• ASSIGNED TASK: I'd like an exact copy of every line from the start of the entries below through the line containing "pipeline is gone.", please.

BEGIN DATA SUPPLIED

//! Debug panel bound to the live pipeline parameters
//!
//! The panel holds a weak handle; once the pipeline is gone every edit is
//! dropped. Values are only clamped and snapped to the slider declaration.

use std::cell::RefCell;
use std::rc::Weak;

use crate::frame::FrameStats;
use crate::pipeline::PipelineParameters;
use crate::resources::Color;

/// Range and step of a numeric slider
#[derive(Debug, Clone, Copy, PartialEq)]
pub struct SliderSpec {
    pub min: f32,
    pub max: f32,
    pub step: f32,
}

impl SliderSpec {
    pub const fn new(min: f32, max: f32, step: f32) -> Self {
        Self { min, max, step }
    }

    /// Snap to the step grid anchored at `min`, then clamp.
    pub fn apply(&self, value: f32) -> f32 {
        let snapped = if self.step > 0.0 {
            self.min + ((value - self.min) / self.step).round() * self.step
        } else {
            value
        };
        snapped.clamp(self.min, self.max)
    }
}

pub const BLOOM_STRENGTH: SliderSpec = SliderSpec::new(0.0, 3.0, 0.001);
pub const BLOOM_RADIUS: SliderSpec = SliderSpec::new(0.0, 2.0, 0.001);
pub const BLOOM_THRESHOLD: SliderSpec = SliderSpec::new(0.0, 1.0, 0.001);

/// One change made in the panel
#[derive(Debug, Clone, Copy, PartialEq)]
pub enum ParameterEdit {
    BloomEnabled(bool),
    BloomStrength(f32),
    BloomRadius(f32),
    BloomThreshold(f32),
    /// sRGB bytes as shown by the color picker
    ClearColor([u8; 3]),
}

/// Read-only status shown alongside the controls
#[derive(Debug, Clone, Copy)]
pub struct PanelStatus<'a> {
    pub stats: &'a FrameStats,
    pub load_error: Option<&'a str>,
    pub loading: bool,
}

pub struct DebugPanel {
    params: Weak<RefCell<PipelineParameters>>,
    pub open: bool,
}

impl DebugPanel {
    pub fn new(params: Weak<RefCell<PipelineParameters>>) -> Self {
        Self { params, open: true }
    }

    /// Whether the parameters it edits still exist
    pub fn is_attached(&self) -> bool {
        self.params.strong_count() > 0
    }

    /// Write one edit through to the parameters. Returns `false` when the
    /// pipeline is gone.
    pub fn apply(&self, edit: ParameterEdit) -> bool {
        let Some(params) = self.params.upgrade() else {
            return false;
        };
        let mut params = params.borrow_mut();
        match edit {
            ParameterEdit::BloomEnabled(enabled) => params.bloom_enabled = enabled,
            ParameterEdit::BloomStrength(v) => params.bloom_strength = BLOOM_STRENGTH.apply(v),
            ParameterEdit::BloomRadius(v) => params.bloom_radius = BLOOM_RADIUS.apply(v),
            ParameterEdit::BloomThreshold(v) => params.bloom_threshold = BLOOM_THRESHOLD.apply(v),
            ParameterEdit::ClearColor(rgb) => params.clear_color = Color::from_srgb8(rgb),
        }
        log::trace!("Panel edit {:?}", edit);
        true
    }

    /// Draw the panel. Edits are applied immediately.
    pub fn show(&mut self, ctx: &egui::Context, status: PanelStatus<'_>) {
        let Some(current) = self.params.upgrade().map(|p| p.borrow().clone()) else {
            return;
        };

        let mut edits = Vec::new();
        let mut open = self.open;

        egui::Window::new("Debug")
            .open(&mut open)
            .default_width(260.0)
            .show(ctx, |ui| {
                let mut enabled = current.bloom_enabled;
                if ui.checkbox(&mut enabled, "Bloom").changed() {
                    edits.push(ParameterEdit::BloomEnabled(enabled));
                }

                ui.add_enabled_ui(current.bloom_enabled, |ui| {
                    if let Some(v) = slider(ui, "Strength", current.bloom_strength, BLOOM_STRENGTH) {
                        edits.push(ParameterEdit::BloomStrength(v));
                    }
                    if let Some(v) = slider(ui, "Radius", current.bloom_radius, BLOOM_RADIUS) {
                        edits.push(ParameterEdit::BloomRadius(v));
                    }
                    if let Some(v) = slider(ui, "Threshold", current.bloom_threshold, BLOOM_THRESHOLD) {
                        edits.push(ParameterEdit::BloomThreshold(v));
                    }
                });

                ui.horizontal(|ui| {
                    ui.label("Clear color");
                    let mut rgb = current.clear_color.to_srgb8();
                    if ui.color_edit_button_srgb(&mut rgb).changed() {
                        edits.push(ParameterEdit::ClearColor(rgb));
                    }
                });

                ui.separator();
                ui.label(format!(
                    "{:.0} FPS  |  {:.1}s",
                    status.stats.fps(),
                    status.stats.elapsed().as_secs_f32()
                ));
                if status.loading {
                    ui.label("Loading scene...");
                }
                if let Some(err) = status.load_error {
                    ui.colored_label(egui::Color32::LIGHT_RED, err);
                }
            });

        self.open = open;
        for edit in edits {
            self.apply(edit);
        }
    }
}

fn slider(ui: &mut egui::Ui, label: &str, value: f32, spec: SliderSpec) -> Option<f32> {
    let mut v = value;
    let response = ui.add(
        egui::Slider::new(&mut v, spec.min..=spec.max)
            .step_by(spec.step as f64)
            .text(label),
    );
    response.changed().then_some(v)
}

#[cfg(test)]
mod tests {
    use super::*;
    use std::rc::Rc;

    #[test]
    fn test_slider_snaps_and_clamps() {
        let spec = SliderSpec::new(0.0, 1.0, 0.25);
        assert_eq!(spec.apply(0.3), 0.25);
        assert_eq!(spec.apply(0.4), 0.5);
        assert_eq!(spec.apply(7.0), 1.0);
        assert_eq!(spec.apply(-1.0), 0.0);
    }

    #[test]
    fn test_edits_write_through() {
        let params = Rc::new(RefCell::new(PipelineParameters::default()));
        let panel = DebugPanel::new(Rc::downgrade(&params));

        assert!(panel.apply(ParameterEdit::BloomEnabled(true)));
        assert!(panel.apply(ParameterEdit::BloomStrength(5.0)));
        assert!(panel.apply(ParameterEdit::ClearColor([0xff, 0x00, 0x00])));

        let params = params.borrow();
        assert!(params.bloom_enabled);
        assert_eq!(params.bloom_strength, 3.0);
        assert_eq!(params.clear_color.to_hex(), 0xff0000);
    }

    #[test]
    fn test_detached_panel_drops_edits() {
        let params = Rc::new(RefCell::new(PipelineParameters::default()));
        let panel = DebugPanel::new(Rc::downgrade(&params));
        drop(params);

        assert!(!panel.is_attached());
        assert!(!panel.apply(ParameterEdit::BloomEnabled(true)));
    }
}
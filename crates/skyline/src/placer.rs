//! Tower field: one randomized tower entity per placement-grid offset.

use engine_core::{BuildingInstance, GridCell, Transform, Vec3, World};
use procgen::{instance_seed, MeshData, PlacementGrid, TowerConfig, TowerGenerator};

use crate::materials::MaterialPalette;

/// Spawns a tower entity into a hecs world for every offset it is asked to place.
/// Meshes are kept alongside; `BuildingInstance::mesh_id` indexes into them.
pub struct EcsPlacer<'a> {
    world: &'a mut World,
    materials: &'a MaterialPalette,
    origin: Vec3,
    base_seed: u64,
    meshes: Vec<MeshData>,
}

impl<'a> EcsPlacer<'a> {
    pub fn new(
        world: &'a mut World,
        materials: &'a MaterialPalette,
        origin: Vec3,
        base_seed: u64,
    ) -> Self {
        Self {
            world,
            materials,
            origin,
            base_seed,
            meshes: Vec::new(),
        }
    }

    pub fn into_meshes(self) -> Vec<MeshData> {
        self.meshes
    }
}

impl PlacementGrid for EcsPlacer<'_> {
    fn place(&mut self, x: i32, y: i32) -> anyhow::Result<()> {
        let mesh_id = self.meshes.len() as u32;
        let seed = instance_seed(self.base_seed, self.meshes.len());
        let tower = TowerGenerator::new(TowerConfig::with_seed(seed)).generate(self.materials)?;

        self.world.spawn((
            Transform::from_grid_offset(self.origin, x, y),
            GridCell::new(x, y),
            BuildingInstance::tower(mesh_id, tower.material, seed),
        ));
        log::debug!(
            "Tower {} at ({}, {}): {} vertices, material {}",
            mesh_id,
            x,
            y,
            tower.mesh.vertex_count(),
            tower.material
        );
        self.meshes.push(tower.mesh);
        Ok(())
    }
}

#[cfg(test)]
mod tests {
    use super::*;
    use procgen::populate_grid;

    #[test]
    fn places_one_entity_per_offset() {
        let mut world = World::new();
        let materials = MaterialPalette::default();
        let mut placer = EcsPlacer::new(&mut world, &materials, Vec3::ZERO, 5);
        populate_grid(5, 5, 10, &mut placer).unwrap();
        let meshes = placer.into_meshes();
        assert_eq!(meshes.len(), 25);

        let mut count = 0;
        for (_, (t, cell, inst)) in world
            .query::<(&Transform, &GridCell, &BuildingInstance)>()
            .iter()
        {
            count += 1;
            assert_eq!(t.position, Vec3::new(cell.x as f32, 0.0, cell.y as f32));
            assert!((inst.mesh_id as usize) < meshes.len());
            assert!(inst.material.is_some_and(|m| m < 6));
        }
        assert_eq!(count, 25);
    }

    #[test]
    fn same_base_seed_same_towers() {
        let materials = MaterialPalette::default();
        let run = || {
            let mut world = World::new();
            let mut placer = EcsPlacer::new(&mut world, &materials, Vec3::ZERO, 42);
            populate_grid(2, 2, 10, &mut placer).unwrap();
            placer.into_meshes()
        };
        let a = run();
        let b = run();
        assert_eq!(a, b);
        assert_ne!(a[0], a[1]);
    }
}
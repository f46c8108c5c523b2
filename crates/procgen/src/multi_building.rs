//! Cluster meshes: one capped box per packed record, plus a rooftop greeble on every
//! ground-level building.

use glam::Vec3;
use rand::prelude::*;

use crate::error::GenError;
use crate::geometry::{GeometryBuffer, MeshData};
use crate::occupation::{OccupationGrid, OccupationRecord, PackConfig, PackStats, Packer};

/// Cluster meshes carry a single submesh and no resolved material.
pub const CLUSTER_SUBMESH_COUNT: u32 = 1;

/// Counters for one fill pass.
#[derive(Debug, Clone, Copy, Default, PartialEq, Eq)]
pub struct FillStats {
    pub buildings: u32,
    pub greebles: u32,
    /// Degenerate spans skipped.
    pub skipped: u32,
}

/// Walk the grid x-major and emit every distinct record exactly once.
pub fn fill_from_grid<R: Rng + ?Sized>(
    grid: &OccupationGrid,
    buffer: &mut GeometryBuffer,
    rng: &mut R,
) -> Result<FillStats, GenError> {
    let mut stats = FillStats::default();
    let mut visited = vec![false; grid.record_count()];

    for x in 0..grid.width() as i32 {
        for z in 0..grid.depth() as i32 {
            let Some(id) = grid.get(x, z) else { continue };
            if visited[id.0] {
                continue;
            }
            visited[id.0] = true;
            fill_record(grid.record(id), buffer, rng, &mut stats)?;
        }
    }
    Ok(stats)
}

/// Emit one record as a capped box. Ground-level records also get a greeble on top.
///
/// Degenerate records are counted and skipped. Only buffer sequencing errors propagate.
pub fn fill_record<R: Rng + ?Sized>(
    record: &OccupationRecord,
    buffer: &mut GeometryBuffer,
    rng: &mut R,
    stats: &mut FillStats,
) -> Result<(), GenError> {
    if let Err(e) = emit_box(record, buffer) {
        return skip_degenerate(e, stats);
    }
    stats.buildings += 1;

    if record.h1 == 0.0 {
        let greeble = greeble_for(record, rng);
        match emit_box(&greeble, buffer) {
            Ok(()) => stats.greebles += 1,
            Err(e) => return skip_degenerate(e, stats),
        }
    }
    Ok(())
}

fn skip_degenerate(err: GenError, stats: &mut FillStats) -> Result<(), GenError> {
    match err {
        GenError::DegenerateSpan { .. } => {
            log::trace!("Skipping fill: {}", err);
            stats.skipped += 1;
            Ok(())
        }
        other => Err(other),
    }
}

/// Random box strictly inside `parent`'s footprint, rising 1..2 units off its roof.
fn greeble_for<R: Rng + ?Sized>(parent: &OccupationRecord, rng: &mut R) -> OccupationRecord {
    let p = parent.normalized();
    let (x, xend) = inner_span(p.x, p.xend, rng);
    let (z, zend) = inner_span(p.z, p.zend, rng);
    OccupationRecord::new(x, xend, z, zend, p.h2, p.h2 + rng.gen_range(1.0..2.0))
}

/// Sub-span of `[lo, hi]` that never reaches `hi`. Spans narrower than 2 collapse to
/// `(lo, lo)`, which the fill counts as degenerate.
fn inner_span<R: Rng + ?Sized>(lo: i32, hi: i32, rng: &mut R) -> (i32, i32) {
    if hi - lo < 2 {
        return (lo, lo);
    }
    let start = rng.gen_range(lo..hi - 1);
    let end = rng.gen_range(start + 1..hi);
    (start, end)
}

fn emit_box(record: &OccupationRecord, buffer: &mut GeometryBuffer) -> Result<(), GenError> {
    if record.is_degenerate() {
        return Err(GenError::DegenerateSpan {
            x: record.x,
            xend: record.xend,
            z: record.z,
            zend: record.zend,
        });
    }
    let r = record.normalized();
    let (x, xend) = (r.x as f32, r.xend as f32);
    let (z, zend) = (r.z as f32, r.zend as f32);
    let ring = |h: f32| {
        [
            Vec3::new(xend, h, zend),
            Vec3::new(x, h, zend),
            Vec3::new(x, h, z),
            Vec3::new(xend, h, z),
        ]
    };
    buffer.append_quad_prism(ring(r.h1), ring(r.h2));
    buffer.append_roof()
}

/// A finished building cluster.
#[derive(Debug, Clone)]
pub struct MultiBuildingMesh {
    pub mesh: MeshData,
    pub grid: OccupationGrid,
    pub pack: PackStats,
    pub fill: FillStats,
}

/// Packs a grid and fills it, using its own seeded RNG.
pub struct MultiBuilding {
    rng: StdRng,
    config: PackConfig,
    buffer: GeometryBuffer,
}

impl MultiBuilding {
    pub fn new(seed: u64, config: PackConfig) -> Self {
        Self {
            rng: StdRng::seed_from_u64(seed),
            config,
            buffer: GeometryBuffer::new(),
        }
    }

    pub fn generate(mut self) -> Result<MultiBuildingMesh, GenError> {
        let (grid, pack) = Packer::pack(self.config.clone(), &mut self.rng);
        let fill = fill_from_grid(&grid, &mut self.buffer, &mut self.rng)?;
        log::info!(
            "Cluster mesh: {} buildings, {} greebles, {} vertices",
            fill.buildings,
            fill.greebles,
            self.buffer.vertex_count()
        );
        Ok(MultiBuildingMesh {
            mesh: self.buffer.finalize(CLUSTER_SUBMESH_COUNT),
            grid,
            pack,
            fill,
        })
    }
}
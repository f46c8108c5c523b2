//! Error taxonomy for the generation core.

use thiserror::Error;

/// Why a candidate occupation record was not placed.
///
/// These are expected and frequent during packing. The packer counts them and moves on to
/// the next candidate; they never abort a pass.
#[derive(Debug, Error, Clone, Copy, PartialEq, Eq)]
pub enum PlacementError {
    #[error("span [{x}, {xend}) x [{z}, {zend}) leaves the {width}x{depth} grid")]
    OutOfBounds {
        x: i32,
        xend: i32,
        z: i32,
        zend: i32,
        width: usize,
        depth: usize,
    },
    #[error("cell ({x}, {z}) is already reserved")]
    Overlap { x: i32, z: i32 },
    #[error("span {width}x{depth} is below the 2x2 floor")]
    TooSmall { width: i32, depth: i32 },
}

/// Failures while emitting geometry.
#[derive(Debug, Error, Clone, PartialEq)]
pub enum GenError {
    /// Zero-width or zero-depth record reached the fill stage. Skipped, never fatal.
    #[error("degenerate span [{x}, {xend}) x [{z}, {zend})")]
    DegenerateSpan { x: i32, xend: i32, z: i32, zend: i32 },
    /// Buffer sequencing bug. Aborts the whole pass.
    #[error("invalid buffer state: {0}")]
    InvalidState(String),
}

END DATA SUPPLIED

• WRITTEN ANSWER:
//! Debug panel bound to the live pipeline parameters
//!
//! The panel holds a weak handle; once the pipeline is gone every edit is
//! dropped. Values are only clamped and snapped to the slider declaration.

use std::cell::RefCell;
use std::rc::Weak;

use crate::frame::FrameStats;
use crate::pipeline::PipelineParameters;
use crate::resources::Color;

/// Range and step of a numeric slider
#[derive(Debug, Clone, Copy, PartialEq)]
pub struct SliderSpec {
    pub min: f32,
    pub max: f32,
    pub step: f32,
}

impl SliderSpec {
    pub const fn new(min: f32, max: f32, step: f32) -> Self {
        Self { min, max, step }
    }

    /// Snap to the step grid anchored at `min`, then clamp.
    pub fn apply(&self, value: f32) -> f32 {
        let snapped = if self.step > 0.0 {
            self.min + ((value - self.min) / self.step).round() * self.step
        } else {
            value
        };
        snapped.clamp(self.min, self.max)
    }
}

pub const BLOOM_STRENGTH: SliderSpec = SliderSpec::new(0.0, 3.0, 0.001);
pub const BLOOM_RADIUS: SliderSpec = SliderSpec::new(0.0, 2.0, 0.001);
pub const BLOOM_THRESHOLD: SliderSpec = SliderSpec::new(0.0, 1.0, 0.001);

/// One change made in the panel
#[derive(Debug, Clone, Copy, PartialEq)]
pub enum ParameterEdit {
    BloomEnabled(bool),
    BloomStrength(f32),
    BloomRadius(f32),
    BloomThreshold(f32),
    /// sRGB bytes as shown by the color picker
    ClearColor([u8; 3]),
}

/// Read-only status shown alongside the controls
#[derive(Debug, Clone, Copy)]
pub struct PanelStatus<'a> {
    pub stats: &'a FrameStats,
    pub load_error: Option<&'a str>,
    pub loading: bool,
}

pub struct DebugPanel {
    params: Weak<RefCell<PipelineParameters>>,
    pub open: bool,
}

impl DebugPanel {
    pub fn new(params: Weak<RefCell<PipelineParameters>>) -> Self {
        Self { params, open: true }
    }

    /// Whether the parameters it edits still exist
    pub fn is_attached(&self) -> bool {
        self.params.strong_count() > 0
    }

    /// Write one edit through to the parameters. Returns `false` when the
    /// pipeline is gone.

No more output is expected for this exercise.